_SUPPLIED MATERIAL_.
::::
// Syslog line format (RFC 3164 / BSD)

use super::{LineFormat, ParseError, ParsedLine};
use crate::LogLevel;
use chrono::{DateTime, Datelike, NaiveDateTime, Utc};
use regex::Regex;

pub struct SyslogFormat {
    // BSD syslog: <priority>Mon DD HH:MM:SS hostname process[pid]: message
    pattern: Regex,
    // Simpler pattern without hostname
    simple_pattern: Regex,
}

impl SyslogFormat {
    pub fn new() -> Self {
        Self {
            pattern: Regex::new(
                r"^(?:<(\d+)>)?(\w{3}\s+\d{1,2}\s+\d{2}:\d{2}:\d{2})\s+(\S+)\s+([^\s\[:]+(?:\([^)]*\))?)(?:\[(\d+)\])?:\s*(.+)$",
            )
            .unwrap(),
            simple_pattern: Regex::new(
                r"^(?:<(\d+)>)?(\w{3}\s+\d{1,2}\s+\d{2}:\d{2}:\d{2})\s+([^\s\[:]+)(?:\[(\d+)\])?:\s*(.+)$",
            )
            .unwrap(),
        }
    }

    fn parse_timestamp(ts: &str) -> Option<DateTime<Utc>> {
        // Format: Oct 11 22:14:15 (no year, assume current year)
        let ts_with_year = format!("{} {}", ts, Utc::now().year());

        NaiveDateTime::parse_from_str(&ts_with_year, "%b %d %H:%M:%S %Y")
            .ok()
            .map(|naive| DateTime::<Utc>::from_naive_utc_and_offset(naive, Utc))
    }

    fn priority_to_level(priority: u8) -> LogLevel {
        // Syslog severity is priority % 8
        match priority % 8 {
            0..=2 => LogLevel::Critical, // Emergency, Alert, Critical
            3 => LogLevel::Error,
            4 => LogLevel::Warn,
            5 | 6 => LogLevel::Info, // Notice, Informational
            _ => LogLevel::Debug,
        }
    }

    fn level(priority: Option<u8>, message: &str) -> LogLevel {
        priority
            .map(Self::priority_to_level)
            .or_else(|| LogLevel::infer_from_message(message))
            .unwrap_or(LogLevel::Info)
    }
}

impl Default for SyslogFormat {
    fn default() -> Self {
        Self::new()
    }
}

impl LineFormat for SyslogFormat {
    fn name(&self) -> &'static str {
        "syslog"
    }

    fn parse_line(&self, line: &str) -> Result<ParsedLine, ParseError> {
        // Try full pattern with hostname
        if let Some(caps) = self.pattern.captures(line) {
            let priority: Option<u8> = caps.get(1).and_then(|m| m.as_str().parse().ok());
            let timestamp_str = caps.get(2).map(|m| m.as_str()).unwrap_or("");
            let process = caps.get(4).map(|m| m.as_str()).unwrap_or("");
            let message = caps.get(6).map(|m| m.as_str()).unwrap_or(line);

            return Ok(ParsedLine {
                timestamp: Self::parse_timestamp(timestamp_str),
                level: Some(Self::level(priority, message)),
                component: Some(process.to_string()),
                message: message.to_string(),
            });
        }

        // Try simple pattern without hostname
        if let Some(caps) = self.simple_pattern.captures(line) {
            let priority: Option<u8> = caps.get(1).and_then(|m| m.as_str().parse().ok());
            let timestamp_str = caps.get(2).map(|m| m.as_str()).unwrap_or("");
            let process = caps.get(3).map(|m| m.as_str()).unwrap_or("");
            let message = caps.get(5).map(|m| m.as_str()).unwrap_or(line);

            return Ok(ParsedLine {
                timestamp: Self::parse_timestamp(timestamp_str),
                level: Some(Self::level(priority, message)),
                component: Some(process.to_string()),
                message: message.to_string(),
            });
        }

        Err(ParseError::new("not a syslog line"))
    }
}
::::
_WHAT IS REQUIRED_. The answer must be a single number: how many lines in the records above contain the word "ParsedLine".

_FINAL ANSWER_. 4